San Francisco: Google Chief Executive Officer Sundar Pichai while launching the company's second generation devices Wednesday said the hardware design efforts revolve around AI - Artificial Intelligence, but a latest study says the technology is no smarter than a first grader.
A study published Saturday showed Google's artificial intelligence technology scored best out of 50 systems that Chinese researchers tested against an AI scale they created, CNBC reported Monday. With a IQ score of 47.28, Google's AI was almost twice as smart as Apple virtual assistant Siri, which scored 23.94.
To evaluate how smart an intelligent system is (or has become), its ability to "acquire, master, create and feedback knowledge" needs to be tested, wrote the researchers. In 2014, the IQ of 50 AI systems was rated.

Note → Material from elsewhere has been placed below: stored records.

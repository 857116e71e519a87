//! Constructor arguments for the construction pipeline.

use std::any::Any;
use std::fmt;
use std::sync::Arc;

use serde::de::DeserializeOwned;

use crate::error::{DiError, DiResult};
use crate::registration::AnyArc;

/// A single constructor argument.
#[derive(Clone)]
pub enum Argument {
    /// Plain data, decoded on demand by the constructor.
    Value(serde_json::Value),
    /// An already constructed object.
    Object(AnyArc),
}

impl fmt::Debug for Argument {
    fn fmt(&self, f: &mut fmt::Formatter<'_>) -> fmt::Result {
        match self {
            Argument::Value(v) => f.debug_tuple("Value").field(v).finish(),
            Argument::Object(_) => f.write_str("Object(..)"),
        }
    }
}

/// Positional constructor arguments supplied by the caller.
///
/// Positions map onto the parameters declared in the type's schema. A skipped
/// position is treated the same as a missing one.
///
/// # Examples
///
/// ```rust
/// use weft_di::Arguments;
/// use serde_json::json;
///
/// let args = Arguments::new()
///     .value(json!("EUR"))
///     .skip()
///     .value(3);
/// assert_eq!(args.len(), 3);
/// assert!(args.get(1).is_none());
/// ```
#[derive(Debug, Clone, Default)]
pub struct Arguments {
    items: Vec<Option<Argument>>,
}

impl Arguments {
    pub fn new() -> Self {
        Self::default()
    }

    /// Appends a data argument.
    pub fn value(mut self, value: impl Into<serde_json::Value>) -> Self {
        self.items.push(Some(Argument::Value(value.into())));
        self
    }

    /// Appends an object argument.
    pub fn object<T: Any + Send + Sync>(mut self, object: Arc<T>) -> Self {
        self.items.push(Some(Argument::Object(object)));
        self
    }

    /// Leaves the next position empty.
    pub fn skip(mut self) -> Self {
        self.items.push(None);
        self
    }

    pub fn len(&self) -> usize {
        self.items.len()
    }

    pub fn is_empty(&self) -> bool {
        self.items.is_empty()
    }

    pub fn get(&self, position: usize) -> Option<&Argument> {
        self.items.get(position).and_then(Option::as_ref)
    }

    pub(crate) fn take(&mut self, position: usize) -> Option<Argument> {
        self.items.get_mut(position).and_then(Option::take)
    }
}

/// Arguments bound to parameter names, handed to [`Component::construct`].
///
/// [`Component::construct`]: crate::Component::construct
pub struct BoundArguments {
    type_name: &'static str,
    entries: Vec<(&'static str, Option<Argument>)>,
}

impl BoundArguments {
    pub(crate) fn new(type_name: &'static str, entries: Vec<(&'static str, Option<Argument>)>) -> Self {
        Self { type_name, entries }
    }

    fn lookup(&self, name: &'static str) -> Option<&Argument> {
        self.entries
            .iter()
            .find(|(n, _)| *n == name)
            .and_then(|(_, a)| a.as_ref())
    }

    /// Returns `true` when a value was bound to `name`.
    pub fn is_present(&self, name: &'static str) -> bool {
        self.lookup(name).is_some()
    }

    /// Decodes the data argument bound to `name`.
    pub fn value<D: DeserializeOwned>(&self, name: &'static str) -> DiResult<D> {
        self.optional_value(name)?.ok_or(DiError::MissingConstructorArgument {
            type_name: self.type_name,
            parameter: name,
        })
    }

    /// Decodes the data argument bound to `name`, if any.
    pub fn optional_value<D: DeserializeOwned>(&self, name: &'static str) -> DiResult<Option<D>> {
        match self.lookup(name) {
            None => Ok(None),
            Some(Argument::Value(v)) => serde_json::from_value(v.clone())
                .map(Some)
                .map_err(|e| self.invalid(name, e.to_string())),
            Some(Argument::Object(_)) => Err(self.invalid(name, "expected a value, found an object".into())),
        }
    }

    /// Returns the object argument bound to `name`.
    pub fn object<T: Any + Send + Sync>(&self, name: &'static str) -> DiResult<Arc<T>> {
        match self.lookup(name) {
            None => Err(DiError::MissingConstructorArgument {
                type_name: self.type_name,
                parameter: name,
            }),
            Some(Argument::Object(o)) => o
                .clone()
                .downcast::<T>()
                .map_err(|_| DiError::TypeMismatch { expected: std::any::type_name::<T>() }),
            Some(Argument::Value(_)) => Err(self.invalid(name, "expected an object, found a value".into())),
        }
    }

    fn invalid(&self, parameter: &'static str, reason: String) -> DiError {
        DiError::InvalidArgument {
            type_name: self.type_name,
            parameter,
            reason,
        }
    }
}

The systems included Google's AI, Siri and Chinese search engine Baidu. Three humans, ages 18, 12 and 6, were also rated.
When the researchers tested the AI systems again in 2016, they found that Google was the smartest and improved the fastest (from an IQ of 26.5 to 47.28), but it wasn't enough to beat even a 6-year-old, who came in with a score of 55.5.
Dr Lin Hsuan-Tien, chief data scientist of Taiwan-based AI startup, Appier, agrees AI systems have yet to reach the intelligence of even a six-year-old, but possess extraordinary learning capabilities.
"Scientists believed AI was capable of lots of things but were disappointed by failures created out of unrealistic goals," Dr Lin tells CNET in an email.
"Many AI researchers instead started to focus on 'weak AI,' which [tackles] specific problems, such as image recognition or playing the game of Go. Weak AI has proven that its ability to learn surpasses the capabilities of most human beings and is able to achieve super-human performance levels."
At the launch of Google's Pixel 2 phone in San Francisco today, CEO Sundar Pichai acknowledged smartphone features were "levelling off" and said it was hard to develop exciting new products based on hardware alone.
Google said it is in a transition from a "mobile-first" company to an "AI-first" business.
The machine-learning part of artificial intelligence is one of Google's strengths.